Stored data:

::::::

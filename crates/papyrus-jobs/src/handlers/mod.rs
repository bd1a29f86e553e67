//! Handlers for the background task types.

mod extract;
mod mindmap;
mod summarize;

pub use extract::ExtractHandler;
pub use mindmap::MindmapHandler;
pub use summarize::SummarizeHandler;

use uuid::Uuid;

use papyrus_core::{ContentType, Error, Repositories, Result};

/// Message used when an analysis task runs before any extraction finished.
pub const EXTRACTION_REQUIRED_MESSAGE: &str = "Document has not been extracted yet";

/// Text of the most recent extraction of a file.
///
/// Prefers the stored `file_extraction` content and falls back to the result
/// of the latest completed extraction task.
pub async fn load_extracted_text(
    repos: &Repositories,
    file_id: Uuid,
    user_id: Uuid,
) -> Result<String> {
    if let Some(content) = repos
        .contents
        .get(file_id, ContentType::FileExtraction)
        .await?
    {
        if let Some(text) = extracted_text(&content.content) {
            return Ok(text);
        }
    }

    repos
        .tasks
        .existing_extraction(file_id, user_id)
        .await?
        .and_then(|task| task.result.as_ref().and_then(extracted_text))
        .ok_or_else(|| Error::InvalidInput(EXTRACTION_REQUIRED_MESSAGE.to_string()))
}

fn extracted_text(value: &serde_json::Value) -> Option<String> {
    value
        .get("extracted_text")
        .and_then(|v| v.as_str())
        .filter(|s| !s.trim().is_empty())
        .map(str::to_string)
}

#[cfg(test)]
mod tests {
    use super::*;
    use papyrus_core::{NewTask, TaskStatus, TaskStatusUpdate, TaskType};
    use papyrus_db::MemoryDatabase;
    use serde_json::json;

    #[tokio::test]
    async fn test_load_extracted_text_prefers_content() {
        let db = MemoryDatabase::new();
        let repos = db.repositories();
        let file_id = Uuid::new_v4();
        repos
            .contents
            .upsert(
                file_id,
                ContentType::FileExtraction,
                json!({"extracted_text": "stored text"}),
            )
            .await
            .unwrap();

        let text = load_extracted_text(&repos, file_id, Uuid::new_v4())
            .await
            .unwrap();
        assert_eq!(text, "stored text");
    }

    #[tokio::test]
    async fn test_load_extracted_text_from_task_result() {
        let db = MemoryDatabase::new();
        let repos = db.repositories();
        let user_id = Uuid::new_v4();
        let file_id = Uuid::new_v4();

        let task = repos
            .tasks
            .create(NewTask {
                user_id,
                file_id: Some(file_id),
                task_type: TaskType::Extract,
                options: None,
            })
            .await
            .unwrap();
        let done = repos
            .tasks
            .update_status(
                task.task_id,
                TaskStatusUpdate::completed(json!({"extracted_text": "from task"})),
            )
            .await
            .unwrap()
            .unwrap();
        assert_eq!(done.status, TaskStatus::Completed);

        let text = load_extracted_text(&repos, file_id, user_id).await.unwrap();
        assert_eq!(text, "from task");
    }

    #[tokio::test]
    async fn test_load_extracted_text_missing() {
        let db = MemoryDatabase::new();
        let err = load_extracted_text(&db.repositories(), Uuid::new_v4(), Uuid::new_v4())
            .await
            .unwrap_err();
        assert!(
            matches!(err, Error::InvalidInput(ref msg) if msg == EXTRACTION_REQUIRED_MESSAGE)
        );
    }
}
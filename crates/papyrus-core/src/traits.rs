//! Core traits for papyrus abstractions.
//!
//! These traits define the interfaces that concrete implementations
//! must satisfy, enabling pluggable backends and testability.

use std::sync::Arc;

use async_trait::async_trait;
use serde::{Deserialize, Serialize};
use serde_json::Value as JsonValue;
use uuid::Uuid;

use crate::error::Result;
use crate::models::*;

// =============================================================================
// TASK REPOSITORY
// =============================================================================

/// Durable storage for task records.
#[async_trait]
pub trait TaskRepository: Send + Sync {
    /// Create a new `pending` task. Options are stored as `{"options": ...}` in `result`.
    async fn create(&self, req: NewTask) -> Result<Task>;

    /// Fetch a task owned by `user_id`. Foreign tasks are reported as missing.
    async fn get(&self, task_id: Uuid, user_id: Uuid) -> Result<Option<Task>>;

    /// Fetch a task regardless of owner.
    async fn get_unscoped(&self, task_id: Uuid) -> Result<Option<Task>>;

    /// Apply a partial update. Returns the updated task, or `None` if it does not exist.
    ///
    /// Terminal tasks are never modified; the current record is returned unchanged.
    async fn update_status(&self, task_id: Uuid, update: TaskStatusUpdate)
        -> Result<Option<Task>>;

    /// List a user's tasks, newest first.
    async fn list(&self, user_id: Uuid, req: ListTasksRequest) -> Result<TaskPage>;

    /// Move a non-terminal task to `cancelled`.
    async fn cancel(&self, task_id: Uuid, user_id: Uuid) -> Result<CancelOutcome>;

    /// Most recent task of a type for a file.
    async fn latest_for_file(
        &self,
        file_id: Uuid,
        user_id: Uuid,
        task_type: TaskType,
    ) -> Result<Option<Task>>;

    /// Most recent completed extraction task for a file.
    async fn existing_extraction(&self, file_id: Uuid, user_id: Uuid) -> Result<Option<Task>>;
}

// =============================================================================
// DOCUMENT REPOSITORIES
// =============================================================================

/// Storage for uploaded document records.
#[async_trait]
pub trait DocumentRepository: Send + Sync {
    /// Register an uploaded document.
    async fn insert(&self, req: NewDocumentFile) -> Result<DocumentFile>;

    /// Fetch a document owned by `user_id`.
    async fn get(&self, file_id: Uuid, user_id: Uuid) -> Result<Option<DocumentFile>>;

    /// Fetch a document regardless of owner.
    async fn get_unscoped(&self, file_id: Uuid) -> Result<Option<DocumentFile>>;

    /// A user's documents, newest first.
    async fn list(&self, user_id: Uuid) -> Result<Vec<DocumentFile>>;
}

/// Storage for content generated from documents.
#[async_trait]
pub trait ContentRepository: Send + Sync {
    /// Insert or replace the content of a given type for a file.
    async fn upsert(
        &self,
        file_id: Uuid,
        content_type: ContentType,
        content: JsonValue,
    ) -> Result<DocumentContent>;

    /// Fetch stored content of a given type for a file.
    async fn get(&self, file_id: Uuid, content_type: ContentType)
        -> Result<Option<DocumentContent>>;
}

/// Storage for per-user LLM settings.
#[async_trait]
pub trait UserSettingsRepository: Send + Sync {
    /// Fetch the LLM settings of a user, if any were saved.
    async fn get_llm_settings(&self, user_id: Uuid) -> Result<Option<LlmSettings>>;

    /// Save the LLM settings of a user.
    async fn set_llm_settings(&self, user_id: Uuid, settings: LlmSettings) -> Result<()>;
}

/// Bundle of repository handles shared by services.
#[derive(Clone)]
pub struct Repositories {
    pub tasks: Arc<dyn TaskRepository>,
    pub documents: Arc<dyn DocumentRepository>,
    pub contents: Arc<dyn ContentRepository>,
    pub user_settings: Arc<dyn UserSettingsRepository>,
}

// =============================================================================
// INFERENCE TRAITS
// =============================================================================

/// Backend for text generation (LLM).
#[async_trait]
pub trait GenerationBackend: Send + Sync {
    /// Generate text given a prompt.
    async fn generate(&self, prompt: &str) -> Result<String>;

    /// Generate text with system context.
    async fn generate_with_system(&self, system: &str, prompt: &str) -> Result<String>;

    /// Get the model name being used.
    fn model_name(&self) -> &str;
}

/// Builds generation backends for a user's credentials.
pub trait GenerationProvider: Send + Sync {
    /// Whether a server-wide API key is configured.
    fn has_default_key(&self) -> bool;

    /// Build a backend from the user's settings, falling back to the server key.
    ///
    /// Fails with `Error::Config` when no API key is available.
    fn backend_for(&self, settings: Option<&LlmSettings>) -> Result<Arc<dyn GenerationBackend>>;
}

// =============================================================================
// EXTRACTION TRAITS
// =============================================================================

/// Raw text pulled out of a document by an adapter.
#[derive(Debug, Clone, Default, Serialize, Deserialize)]
pub struct RawExtraction {
    pub text: String,
    /// Page count reported by the document itself (PDF only).
    pub page_count: Option<usize>,
    /// Adapter-specific metadata.
    pub metadata: JsonValue,
}

/// Adapter for extracting text from one document format.
#[async_trait]
pub trait ExtractionAdapter: Send + Sync {
    /// The format this adapter handles.
    fn file_type(&self) -> FileType;

    /// Extract text from raw file data.
    async fn extract(&self, data: &[u8], filename: &str) -> Result<RawExtraction>;

    /// Check if the adapter's external dependencies are available.
    async fn health_check(&self) -> Result<bool>;

    /// Human-readable name of this adapter.
    fn name(&self) -> &str;
}
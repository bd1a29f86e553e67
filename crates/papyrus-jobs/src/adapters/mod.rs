//! Extraction adapter implementations.

mod command;
pub mod office_convert;
pub mod pdf_text;
pub mod text_native;

pub use office_convert::OfficeConvertAdapter;
pub use pdf_text::PdfTextAdapter;
pub use text_native::TextNativeAdapter;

::::::

Where the string "derive" occurs in the data, return the whole line.

## TASK SOLUTION:
#[derive(Clone)]
#[derive(Debug, Clone, Default, Serialize, Deserialize)]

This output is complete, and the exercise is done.